A man that truly prays one prayer,” says Bunyan, “shall after that never be able to express with his mouth or pen the unutterable desires, sense, affection, and longing that went to God in that prayer.” The saints of the Jewish Church had a princely energy in intercession: “Battering the gates of heaven with storms of prayer,” they took the kingdom of heaven by violence. The first Christians proved in the wilderness, in the dungeon, in the arena, and at the stake the truth of their Master’s words, “He shall have whatsoever he saith.” Their souls ascended to God in supplication as the flame of the altar mounts heavenward. The Talmudists affirm that in the divine life four things call for fortitude; of these prayer is one. One who met Tersteegen at Kronenberg remarked, “It seemed to me as if he had gone straight into heaven, and had lost himself in God; but often when he had done praying he was as white as the wall.”
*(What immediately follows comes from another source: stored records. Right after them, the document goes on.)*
//! Raw signal event types consumed by the gesture detectors.
//!
//! Screen events carry only the transition direction; motion samples carry
//! only the z-axis acceleration. Nothing else from the platform event is kept.

use crate::clock::{Clock, Timestamp};
use serde::{Deserialize, Serialize};

/// Direction of a screen transition.
///
/// Both directions count identically toward the power-press pattern.
#[derive(Debug, Clone, Copy, PartialEq, Eq, Serialize, Deserialize)]
pub enum ScreenToggleKind {
    #[serde(rename = "on")]
    ScreenOn,
    #[serde(rename = "off")]
    ScreenOff,
}

/// A screen-on or screen-off transition, as reported by the host.
#[derive(Debug, Clone, Copy, PartialEq, Eq, Serialize, Deserialize)]
pub struct ScreenToggleEvent {
    pub kind: ScreenToggleKind,
    /// Monotonic time of the transition
    pub at: Timestamp,
}

impl ScreenToggleEvent {
    pub fn new(kind: ScreenToggleKind, at: Timestamp) -> Self {
        Self { kind, at }
    }

    /// Stamp a transition with the clock's current time.
    pub fn now(kind: ScreenToggleKind, clock: &dyn Clock) -> Self {
        Self::new(kind, clock.now_ms())
    }
}

/// One accelerometer reading, reduced to its z axis.
#[derive(Debug, Clone, Copy, PartialEq, Serialize, Deserialize)]
pub struct MotionSample {
    /// Acceleration along z in m/s²
    #[serde(rename = "z", alias = "z_axis_acceleration")]
    pub z_axis_acceleration: f64,
    /// Monotonic time of the reading
    pub at: Timestamp,
}

impl MotionSample {
    pub fn new(z_axis_acceleration: f64, at: Timestamp) -> Self {
        Self {
            z_axis_acceleration,
            at,
        }
    }

    /// Build a sample from a full 3-axis vector, keeping only z.
    pub fn from_vector(values: [f64; 3], at: Timestamp) -> Self {
        Self::new(values[2], at)
    }

    pub fn now(z_axis_acceleration: f64, clock: &dyn Clock) -> Self {
        Self::new(z_axis_acceleration, clock.now_ms())
    }
}

/// Unified event type for recorded signal streams.
#[derive(Debug, Clone, Copy, PartialEq, Serialize, Deserialize)]
#[serde(tag = "type", rename_all = "lowercase")]
pub enum SignalEvent {
    Screen(ScreenToggleEvent),
    Motion(MotionSample),
}

impl SignalEvent {
    pub fn timestamp(&self) -> Timestamp {
        match self {
            SignalEvent::Screen(e) => e.at,
            SignalEvent::Motion(s) => s.at,
        }
    }
}

#[cfg(test)]
mod tests {
    use super::*;
    use crate::clock::ManualClock;

    #[test]
    fn test_motion_sample_keeps_only_z() {
        let sample = MotionSample::from_vector([1.0, -2.0, 18.5], 40);
        assert_eq!(sample.z_axis_acceleration, 18.5);
        assert_eq!(sample.at, 40);
    }

    #[test]
    fn test_events_stamped_from_clock() {
        let clock = ManualClock::new(1_500);
        let event = ScreenToggleEvent::now(ScreenToggleKind::ScreenOff, &clock);
        assert_eq!(event.at, 1_500);

        clock.advance(20);
        let sample = MotionSample::now(-16.0, &clock);
        assert_eq!(sample.at, 1_520);
    }

    #[test]
    fn test_signal_event_wire_format() {
        let screen: SignalEvent =
            serde_json::from_str(r#"{"type":"screen","kind":"off","at":12}"#).unwrap();
        assert_eq!(
            screen,
            SignalEvent::Screen(ScreenToggleEvent::new(ScreenToggleKind::ScreenOff, 12))
        );

        let motion: SignalEvent =
            serde_json::from_str(r#"{"type":"motion","z":-21.5,"at":900}"#).unwrap();
        assert_eq!(motion.timestamp(), 900);
        assert!(matches!(motion, SignalEvent::Motion(s) if s.z_axis_acceleration == -21.5));
    }
}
David Brainerd notes that on one occasion, when he found his soul “exceedingly enlarged” in supplication, he was “in such anguish, and pleaded with so much earnestness and importunity,” that when he rose from his knees he felt “extremely weak and overcome.” “I could scarcely walk straight,” he goes on to say, “my joints were loosed, the sweat ran down my face and body, and nature seemed as if it would dissolve.” A living writer has reminded us of John Foster, who used to spend long nights in his chapel, absorbed in spiritual exercises, pacing to and fro in the disquietude of his spirit, until his restless feet had worn a little track in the aisle.
Another explanation of the arduousness of prayer lies in the fact that we are spiritually hindered: there is “the noise of archers in the places of drawing water.” St. Paul assures us that we shall have to maintain our prayer energy “against the rulers of the darkness of this world, against spiritual wickedness in high places.”
Dr. Andrew Bonar used to say that, as the King of Syria commanded his captains to fight neither with small nor great, but only with the King of Israel, so the prince of the power of the air seems to bend all the force of his attack against the spirit of prayer. If he should prove victorious there, he has won the day. Sometimes we are conscious of a satanic impulse directed immediately against the life of prayer in our souls; sometimes we are led into “dry” and wilderness-experiences, and the face of God grows dark above us; sometimes, when we strive most earnestly to bring every thought and imagination under obedience to Christ, we seem to be given over to disorder and unrest; sometimes the inbred slothfulness of our nature lends itself to the evil one as an instrument by which he may turn our minds back from the exercise of prayer. Because of all these things, therefore, we must be diligent and resolved, watching as a sentry who remembers that the lives of men are lying at the hazard of his wakefulness, resourcefulness, and courage. “And what I say unto you,” said the Lord to His disciples, “I say unto all, Watch! ”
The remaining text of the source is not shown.